>>>

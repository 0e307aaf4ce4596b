//! The pilot's action vocabulary.
//!
//! Two closed sets: `Action` is everything the executor can do against the
//! outside world, `ControlAction` is everything the conversational handler
//! may change about the pilot itself. Reasoning-service output is parsed
//! against these enums; an unrecognized type never reaches execution.

use crate::state::{LearningCategory, SearchCriteria};
use serde::{Deserialize, Serialize};
use serde_json::Value;

/// A contact as referenced inside action parameters. `entreprise` is the
/// company name; the field names follow the wire format the collaborators
/// and the reasoning service already speak.
#[derive(Debug, Clone, Serialize, Deserialize, Default, PartialEq)]
pub struct ContactRef {
    #[serde(default)]
    pub nom: Option<String>,
    #[serde(default)]
    pub entreprise: Option<String>,
    #[serde(default)]
    pub email: Option<String>,
    #[serde(default)]
    pub titre: Option<String>,
}

/// Partial update to the stored search criteria; only present fields apply.
#[derive(Debug, Clone, Serialize, Deserialize, Default, PartialEq)]
#[serde(default)]
pub struct CriteriaUpdate {
    pub titles: Option<Vec<String>>,
    pub locations: Option<Vec<String>>,
    pub seniorities: Option<Vec<String>>,
    pub industries: Option<Vec<String>>,
    pub keywords: Option<String>,
    pub company_size: Option<Vec<String>>,
    pub limit: Option<u32>,
}

impl CriteriaUpdate {
    pub fn is_empty(&self) -> bool {
        self.titles.is_none()
            && self.locations.is_none()
            && self.seniorities.is_none()
            && self.industries.is_none()
            && self.keywords.is_none()
            && self.company_size.is_none()
            && self.limit.is_none()
    }
}

/// Partial update to the weekly goals; only present fields apply.
#[derive(Debug, Clone, Serialize, Deserialize, Default, PartialEq)]
#[serde(default)]
pub struct GoalsUpdate {
    pub leads_to_find: Option<u32>,
    pub emails_to_send: Option<u32>,
    pub responses_target: Option<u32>,
    pub rdv_target: Option<u32>,
    pub min_open_rate: Option<f32>,
    pub min_lead_score: Option<f32>,
    pub push_to_crm_above_score: Option<f32>,
}

impl GoalsUpdate {
    pub fn is_empty(&self) -> bool {
        self.leads_to_find.is_none()
            && self.emails_to_send.is_none()
            && self.responses_target.is_none()
            && self.rdv_target.is_none()
            && self.min_open_rate.is_none()
            && self.min_lead_score.is_none()
            && self.push_to_crm_above_score.is_none()
    }
}

/// Everything the executor can do. Tagged so reasoning-service JSON
/// round-trips directly.
#[derive(Debug, Clone, Serialize, Deserialize, PartialEq)]
#[serde(tag = "type", rename_all = "snake_case")]
pub enum Action {
    SearchLeads {
        /// Defaults to the stored search criteria when absent
        #[serde(default)]
        criteria: Option<SearchCriteria>,
    },
    EnrichLeads {
        /// Structured contacts, enriched as a batch
        #[serde(default)]
        contacts: Vec<ContactRef>,
        /// Bare emails, enriched one by one as a fallback
        #[serde(default)]
        emails: Vec<String>,
    },
    PushToCrm {
        #[serde(default)]
        contacts: Vec<ContactRef>,
    },
    GenerateEmail {
        contact: ContactRef,
        #[serde(default)]
        instructions: Option<String>,
    },
    SendEmail {
        to: String,
        #[serde(default)]
        subject: Option<String>,
        #[serde(default)]
        body: Option<String>,
        /// Draft the email first instead of using a literal subject/body
        #[serde(default)]
        generate_first: bool,
        /// Run prospect research before drafting
        #[serde(default)]
        research_first: bool,
    },
    UpdateSearchCriteria {
        updates: CriteriaUpdate,
    },
    UpdateGoals {
        updates: GoalsUpdate,
    },
    RecordLearning {
        category: LearningCategory,
        summary: String,
        #[serde(default)]
        data: Option<Value>,
    },
}

impl Action {
    /// Wire name, used in history and operator-facing summaries.
    pub fn type_name(&self) -> &'static str {
        match self {
            Action::SearchLeads { .. } => "search_leads",
            Action::EnrichLeads { .. } => "enrich_leads",
            Action::PushToCrm { .. } => "push_to_crm",
            Action::GenerateEmail { .. } => "generate_email",
            Action::SendEmail { .. } => "send_email",
            Action::UpdateSearchCriteria { .. } => "update_search_criteria",
            Action::UpdateGoals { .. } => "update_goals",
            Action::RecordLearning { .. } => "record_learning",
        }
    }

    /// Actions worth retrying on transient collaborator failure.
    pub fn retryable(&self) -> bool {
        matches!(
            self,
            Action::SendEmail { .. } | Action::PushToCrm { .. } | Action::EnrichLeads { .. }
        )
    }

    /// One-line description for queue previews and cycle summaries.
    pub fn preview(&self) -> String {
        match self {
            Action::SearchLeads { criteria } => match criteria {
                Some(c) if !c.titles.is_empty() => {
                    format!("Rechercher des leads ({})", c.titles.join(", "))
                }
                _ => "Rechercher des leads (criteres actuels)".to_string(),
            },
            Action::EnrichLeads { contacts, emails } => {
                format!("Enrichir {} contact(s)", contacts.len() + emails.len())
            }
            Action::PushToCrm { contacts } => {
                format!("Pousser {} contact(s) vers le CRM", contacts.len())
            }
            Action::GenerateEmail { contact, .. } => format!(
                "Rediger un email pour {}",
                contact.email.as_deref().or(contact.nom.as_deref()).unwrap_or("?")
            ),
            Action::SendEmail { to, subject, .. } => match subject {
                Some(s) => format!("Envoyer \"{}\" a {}", s, to),
                None => format!("Envoyer un email a {}", to),
            },
            Action::UpdateSearchCriteria { .. } => "Modifier les criteres de recherche".to_string(),
            Action::UpdateGoals { .. } => "Modifier les objectifs hebdo".to_string(),
            Action::RecordLearning { category, .. } => {
                format!("Noter un apprentissage ({})", category.as_str())
            }
        }
    }
}

/// Outcome of one action execution. Failures are values, never panics.
#[derive(Debug, Clone, Serialize, Deserialize, Default)]
#[serde(default)]
pub struct ExecutionOutcome {
    pub success: bool,
    pub error: Option<String>,
    pub summary: Option<String>,
    pub data: Option<Value>,
    /// The collaborator reported the work was already done; treated as
    /// success by the retry loop.
    pub deduplicated: bool,
}

impl ExecutionOutcome {
    pub fn ok(summary: impl Into<String>) -> Self {
        Self { success: true, summary: Some(summary.into()), ..Default::default() }
    }

    pub fn ok_with_data(summary: impl Into<String>, data: Value) -> Self {
        Self { success: true, summary: Some(summary.into()), data: Some(data), ..Default::default() }
    }

    pub fn fail(error: impl Into<String>) -> Self {
        Self { success: false, error: Some(error.into()), ..Default::default() }
    }

    /// Error returned for a plan action whose type is not in the vocabulary.
    pub fn unknown_type(type_name: &str) -> Self {
        Self::fail(format!("Action type inconnu: {}", type_name))
    }

    pub fn is_settled(&self) -> bool {
        self.success || self.deduplicated
    }
}

/// Control actions the conversational handler may execute. This whitelist is
/// the entire surface through which chat can reconfigure the pilot.
#[derive(Debug, Clone, Serialize, Deserialize, PartialEq)]
#[serde(tag = "type", rename_all = "snake_case")]
pub enum ControlAction {
    UpdateGoals { params: GoalsUpdate },
    UpdateCriteria { params: CriteriaUpdate },
    UpdateEmailPrefs { params: Value },
    UpdateBusiness { params: Value },
    UpdateOffer { params: Value },
    UpdateAutonomy { params: Value },
    Pause,
    Resume,
    ForceBrainCycle,
    RunDiagnostic,
}

impl ControlAction {
    pub fn type_name(&self) -> &'static str {
        match self {
            ControlAction::UpdateGoals { .. } => "update_goals",
            ControlAction::UpdateCriteria { .. } => "update_criteria",
            ControlAction::UpdateEmailPrefs { .. } => "update_email_prefs",
            ControlAction::UpdateBusiness { .. } => "update_business",
            ControlAction::UpdateOffer { .. } => "update_offer",
            ControlAction::UpdateAutonomy { .. } => "update_autonomy",
            ControlAction::Pause => "pause",
            ControlAction::Resume => "resume",
            ControlAction::ForceBrainCycle => "force_brain_cycle",
            ControlAction::RunDiagnostic => "run_diagnostic",
        }
    }
}
//! Lead store - scored prospects found by the search collaborator.
//!
//! A sibling JSON document (`leads.json`) with the same atomic-write policy
//! as the pilot state. The brain reads it for the fallback plan and the
//! light cycle's signal boosts; the executor writes into it.

use crate::store::atomic_write_str;
use chrono::{DateTime, Utc};
use serde::{Deserialize, Serialize};
use std::fs;
use std::io;
use std::path::{Path, PathBuf};
use tracing::warn;

const LEADS_FILE: &str = "leads.json";

/// A prospect. `entreprise` / `titre` / `raison` follow the wire format the
/// collaborators return.
#[derive(Debug, Clone, Serialize, Deserialize, Default)]
#[serde(default)]
pub struct Lead {
    pub nom: Option<String>,
    pub entreprise: String,
    pub email: Option<String>,
    pub titre: Option<String>,
    pub ville: Option<String>,
    pub industrie: Option<String>,
    pub score: f32,
    /// Qualification rationale from the scoring collaborator
    pub raison: Option<String>,
    pub email_sent: bool,
    pub email_sent_at: Option<DateTime<Utc>>,
    pub pushed_to_crm: bool,
    pub source: Option<String>,
    pub found_at: Option<DateTime<Utc>>,
    /// Raw organization payload from the search collaborator, kept for the
    /// prospect researcher (no second network call needed)
    pub organization: Option<serde_json::Value>,
}

impl Lead {
    /// Emails go out only to scored leads with a resolved address that were
    /// not already contacted.
    pub fn ready_to_email(&self, min_score: f32) -> bool {
        self.score >= min_score && self.email.is_some() && !self.email_sent
    }
}

#[derive(Debug, Clone, Serialize, Deserialize, Default)]
#[serde(default)]
struct LeadDocument {
    leads: Vec<Lead>,
}

/// Owns `leads.json`. Same single-owner, mutate-then-save discipline as
/// `PilotStore`.
pub struct LeadStore {
    path: PathBuf,
    doc: LeadDocument,
}

impl LeadStore {
    pub fn open(data_dir: &Path) -> Self {
        let path = data_dir.join(LEADS_FILE);
        let doc = match fs::read_to_string(&path) {
            Ok(content) => serde_json::from_str(&content).unwrap_or_else(|e| {
                warn!("Corrupt lead store {}: {} - starting empty", path.display(), e);
                LeadDocument::default()
            }),
            Err(e) if e.kind() == io::ErrorKind::NotFound => LeadDocument::default(),
            Err(e) => {
                warn!("Failed to read {}: {} - starting empty", path.display(), e);
                LeadDocument::default()
            }
        };
        Self { path, doc }
    }

    fn persist(&self) {
        match serde_json::to_string_pretty(&self.doc) {
            Ok(json) => {
                if let Err(e) = atomic_write_str(&self.path, &json) {
                    warn!("Failed to persist lead store: {}", e);
                }
            }
            Err(e) => warn!("Failed to serialize lead store: {}", e),
        }
    }

    pub fn all(&self) -> &[Lead] {
        &self.doc.leads
    }

    pub fn len(&self) -> usize {
        self.doc.leads.len()
    }

    pub fn is_empty(&self) -> bool {
        self.doc.leads.is_empty()
    }

    pub fn find_by_email(&self, email: &str) -> Option<&Lead> {
        let needle = email.to_lowercase();
        self.doc
            .leads
            .iter()
            .find(|l| l.email.as_deref().map(|e| e.to_lowercase()) == Some(needle.clone()))
    }

    /// Upsert by email when present, otherwise by (nom, entreprise).
    pub fn upsert(&mut self, lead: Lead) {
        let existing = self.doc.leads.iter_mut().find(|l| match (&lead.email, &l.email) {
            (Some(a), Some(b)) => a.eq_ignore_ascii_case(b),
            _ => l.nom == lead.nom && l.entreprise == lead.entreprise,
        });
        match existing {
            Some(slot) => {
                // Never lose the sent/pushed flags on re-import
                let email_sent = slot.email_sent || lead.email_sent;
                let email_sent_at = slot.email_sent_at.or(lead.email_sent_at);
                let pushed = slot.pushed_to_crm || lead.pushed_to_crm;
                *slot = lead;
                slot.email_sent = email_sent;
                slot.email_sent_at = email_sent_at;
                slot.pushed_to_crm = pushed;
            }
            None => self.doc.leads.push(lead),
        }
        self.persist();
    }

    /// Leads worth an email right now, best score first, bounded.
    pub fn ready_to_email(&self, min_score: f32, limit: usize) -> Vec<Lead> {
        let mut ready: Vec<Lead> =
            self.doc.leads.iter().filter(|l| l.ready_to_email(min_score)).cloned().collect();
        ready.sort_by(|a, b| b.score.partial_cmp(&a.score).unwrap_or(std::cmp::Ordering::Equal));
        ready.truncate(limit);
        ready
    }

    /// Qualifying leads not yet in the CRM, bounded.
    pub fn ready_to_push(&self, min_score: f32, limit: usize) -> Vec<Lead> {
        self.doc
            .leads
            .iter()
            .filter(|l| l.score >= min_score && !l.pushed_to_crm && l.email.is_some())
            .take(limit)
            .cloned()
            .collect()
    }

    /// Contacts emailed at least `days` ago, for follow-up planning.
    pub fn emailed_before(&self, days: i64, limit: usize) -> Vec<Lead> {
        let cutoff = Utc::now() - chrono::Duration::days(days);
        self.doc
            .leads
            .iter()
            .filter(|l| l.email_sent && l.email_sent_at.map(|at| at <= cutoff).unwrap_or(false))
            .take(limit)
            .cloned()
            .collect()
    }

    pub fn mark_email_sent(&mut self, email: &str) {
        let needle = email.to_lowercase();
        if let Some(lead) = self
            .doc
            .leads
            .iter_mut()
            .find(|l| l.email.as_deref().map(|e| e.to_lowercase()) == Some(needle.clone()))
        {
            lead.email_sent = true;
            lead.email_sent_at = Some(Utc::now());
            self.persist();
        }
    }

    pub fn mark_pushed_to_crm(&mut self, email: &str) {
        let needle = email.to_lowercase();
        if let Some(lead) = self
            .doc
            .leads
            .iter_mut()
            .find(|l| l.email.as_deref().map(|e| e.to_lowercase()) == Some(needle.clone()))
        {
            lead.pushed_to_crm = true;
            self.persist();
        }
    }

    /// Add `delta` to one lead's score, by email.
    pub fn boost_score(&mut self, email: &str, delta: f32) -> bool {
        let needle = email.to_lowercase();
        if let Some(lead) = self
            .doc
            .leads
            .iter_mut()
            .find(|l| l.email.as_deref().map(|e| e.to_lowercase()) == Some(needle.clone()))
        {
            lead.score += delta;
            self.persist();
            true
        } else {
            false
        }
    }

    /// Leads whose company matches, case and whitespace insensitive.
    pub fn by_company(&self, company: &str) -> Vec<Lead> {
        let needle = company.trim().to_lowercase();
        self.doc.leads.iter().filter(|l| l.entreprise.trim().to_lowercase() == needle).cloned().collect()
    }

    /// Add `delta` to the score of every lead whose company matches, case
    /// and whitespace insensitive. Returns the emails of boosted leads.
    pub fn boost_company(&mut self, company: &str, delta: f32) -> Vec<String> {
        let needle = company.trim().to_lowercase();
        let mut boosted = Vec::new();
        for lead in self.doc.leads.iter_mut() {
            if lead.entreprise.trim().to_lowercase() == needle {
                lead.score += delta;
                if let Some(email) = &lead.email {
                    boosted.push(email.clone());
                }
            }
        }
        if !boosted.is_empty() {
            self.persist();
        }
        boosted
    }

    /// Most recent lead discovery, for the stale-activity diagnostic.
    pub fn last_found_at(&self) -> Option<DateTime<Utc>> {
        self.doc.leads.iter().filter_map(|l| l.found_at).max()
    }
}

#[cfg(test)]
mod tests {
    use super::*;
    use tempfile::TempDir;

    fn lead(email: &str, score: f32) -> Lead {
        Lead {
            nom: Some("Jean Test".to_string()),
            entreprise: "Acme".to_string(),
            email: Some(email.to_string()),
            score,
            found_at: Some(Utc::now()),
            ..Default::default()
        }
    }

    #[test]
    fn test_upsert_preserves_sent_flag() {
        let temp = TempDir::new().unwrap();
        let mut store = LeadStore::open(temp.path());

        store.upsert(lead("a@b.com", 8.0));
        store.mark_email_sent("a@b.com");

        // Re-import the same lead with a fresh score
        store.upsert(lead("a@b.com", 9.0));
        let l = store.find_by_email("a@b.com").unwrap();
        assert_eq!(l.score, 9.0);
        assert!(l.email_sent);
    }

    #[test]
    fn test_ready_to_email_filters_and_sorts() {
        let temp = TempDir::new().unwrap();
        let mut store = LeadStore::open(temp.path());

        store.upsert(lead("low@b.com", 3.0));
        store.upsert(lead("high@b.com", 9.0));
        store.upsert(lead("mid@b.com", 7.5));
        let mut sent = lead("sent@b.com", 9.5);
        sent.email_sent = true;
        store.upsert(sent);

        let ready = store.ready_to_email(7.0, 5);
        let emails: Vec<_> = ready.iter().map(|l| l.email.clone().unwrap()).collect();
        assert_eq!(emails, vec!["high@b.com", "mid@b.com"]);
    }

    #[test]
    fn test_boost_company_matches_loosely() {
        let temp = TempDir::new().unwrap();
        let mut store = LeadStore::open(temp.path());
        store.upsert(lead("a@acme.com", 5.0));

        let boosted = store.boost_company("  ACME ", 2.0);
        assert_eq!(boosted, vec!["a@acme.com"]);
        assert_eq!(store.find_by_email("a@acme.com").unwrap().score, 7.0);

        assert!(store.boost_company("Globex", 2.0).is_empty());
    }

    #[test]
    fn test_survives_reload() {
        let temp = TempDir::new().unwrap();
        {
            let mut store = LeadStore::open(temp.path());
            store.upsert(lead("a@b.com", 8.0));
        }
        let store = LeadStore::open(temp.path());
        assert_eq!(store.len(), 1);
        assert!(store.find_by_email("a@b.com").is_some());
    }
}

<<<

## [WHAT THIS TASK INVOLVES]
Above this instruction are the records; retype exactly the lines from the one containing "by (nom, entreprise)." up to and including the one containing "let mut ready: Vec<Lead>".

## [ANSWER BELOW]
    /// Upsert by email when present, otherwise by (nom, entreprise).
    pub fn upsert(&mut self, lead: Lead) {
        let existing = self.doc.leads.iter_mut().find(|l| match (&lead.email, &l.email) {
            (Some(a), Some(b)) => a.eq_ignore_ascii_case(b),
            _ => l.nom == lead.nom && l.entreprise == lead.entreprise,
        });
        match existing {
            Some(slot) => {
                // Never lose the sent/pushed flags on re-import
                let email_sent = slot.email_sent || lead.email_sent;
                let email_sent_at = slot.email_sent_at.or(lead.email_sent_at);
                let pushed = slot.pushed_to_crm || lead.pushed_to_crm;
                *slot = lead;
                slot.email_sent = email_sent;
                slot.email_sent_at = email_sent_at;
                slot.pushed_to_crm = pushed;
            }
            None => self.doc.leads.push(lead),
        }
        self.persist();
    }

    /// Leads worth an email right now, best score first, bounded.
    pub fn ready_to_email(&self, min_score: f32, limit: usize) -> Vec<Lead> {
        let mut ready: Vec<Lead> =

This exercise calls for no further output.